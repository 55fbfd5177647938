//! Common test utilities and helpers
//!
//! This module provides shared utilities for all tests including:
//! - An in-memory relay transport
//! - An in-memory room that merges updates like the relay does
//! - Helpers to bring a client to the synced state
#![allow(dead_code)]

use std::cell::{Cell, RefCell};
use std::rc::Rc;
use xfcollab::client::{RelayTransport, SyncController, TextBuffer, TransportError, TransportEvent};
use xfcollab::shared::protocol::{decode_payload, encode_payload};
use xfcollab::shared::{ClientMessage, Language, ServerMessage};
use yrs::{Doc, ReadTxn, StateVector, Transact};

/// Transport that records what it is asked to send
///
/// Clones share the same outbox, so a test can keep one handle while the
/// controller owns another.
#[derive(Clone, Default)]
pub struct MemoryTransport {
    outbox: Rc<RefCell<Vec<ClientMessage>>>,
    open: Rc<Cell<bool>>,
}

impl MemoryTransport {
    pub fn open() -> Self {
        let transport = Self::default();
        transport.open.set(true);
        transport
    }

    pub fn closed() -> Self {
        Self::default()
    }

    /// Drain everything sent so far
    pub fn take_sent(&self) -> Vec<ClientMessage> {
        std::mem::take(&mut *self.outbox.borrow_mut())
    }

    /// Number of messages waiting in the outbox
    pub fn pending(&self) -> usize {
        self.outbox.borrow().len()
    }
}

impl RelayTransport for MemoryTransport {
    fn is_open(&self) -> bool {
        self.open.get()
    }

    fn send(&self, message: ClientMessage) -> Result<(), TransportError> {
        if !self.open.get() {
            return Err(TransportError::NotOpen);
        }
        self.outbox.borrow_mut().push(message);
        Ok(())
    }

    fn close(&mut self) {
        self.open.set(false);
    }
}

pub type Client = SyncController<MemoryTransport, TextBuffer>;

/// Client whose transport is open and whose join has been sent
pub fn joined_client(room_id: &str, language: Language) -> (Client, MemoryTransport) {
    let transport = MemoryTransport::open();
    let mut client = SyncController::new(transport.clone(), TextBuffer::new(), room_id, language);
    client.dispatch(TransportEvent::Opened);
    assert_eq!(
        transport.take_sent(),
        vec![ClientMessage::JoinRoom {
            room_id: room_id.to_string()
        }]
    );
    (client, transport)
}

/// Room state kept the way the relay keeps it
pub struct MemoryRoom {
    snapshot: Vec<u8>,
}

impl Default for MemoryRoom {
    fn default() -> Self {
        Self::new()
    }
}

impl MemoryRoom {
    pub fn new() -> Self {
        let doc = Doc::new();
        let txn = doc.transact();
        let snapshot = txn.encode_state_as_update_v1(&StateVector::default());
        Self { snapshot }
    }

    /// `YJS_SYNC` for a joiner
    pub fn sync_event(&self) -> TransportEvent {
        TransportEvent::Message(ServerMessage::sync(&self.snapshot))
    }

    /// Merge an update into the room snapshot
    pub fn accept(&mut self, update: &[u8]) {
        self.snapshot = yrs::merge_updates_v1(&[self.snapshot.as_slice(), update])
            .expect("update merges into snapshot");
    }

    /// Take every update `from` has sent, merge it, and return the frames
    /// the relay would forward to the other member
    pub fn collect(&mut self, from: &MemoryTransport) -> Vec<TransportEvent> {
        let mut forwarded = Vec::new();
        for message in from.take_sent() {
            if let ClientMessage::YjsUpdate { payload_b64 } = message {
                let update = decode_payload(&payload_b64).expect("client sends valid base64");
                self.accept(&update);
                forwarded.push(TransportEvent::Message(ServerMessage::YjsUpdate {
                    payload_b64: encode_payload(&update),
                }));
            }
        }
        forwarded
    }

    /// Forward `from`'s outbox to `to`; returns how many updates moved
    pub fn relay(&mut self, from: &MemoryTransport, to: &mut Client) -> usize {
        let events = self.collect(from);
        let count = events.len();
        for event in events {
            to.dispatch(event);
        }
        count
    }
}

/// Two clients in one room, both synced; `a` joined first and seeded the template
pub fn synced_pair(language: Language) -> (Client, MemoryTransport, Client, MemoryTransport, MemoryRoom) {
    let mut room = MemoryRoom::new();

    let (mut a, a_tx) = joined_client("room-1", language);
    a.dispatch(room.sync_event());
    room.collect(&a_tx);

    let (mut b, b_tx) = joined_client("room-1", language);
    b.dispatch(room.sync_event());
    assert_eq!(b_tx.pending(), 0, "late joiner must not reseed the template");

    (a, a_tx, b, b_tx, room)
}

========

Required action :: Return exactly what appears above, from the first line of the entries to the line with "the relay does", inclusive.

Task result ::
repository 55fbfd5177647938
//! Common test utilities and helpers
//!
//! This module provides shared utilities for all tests including:
//! - An in-memory relay transport
//! - An in-memory room that merges updates like the relay does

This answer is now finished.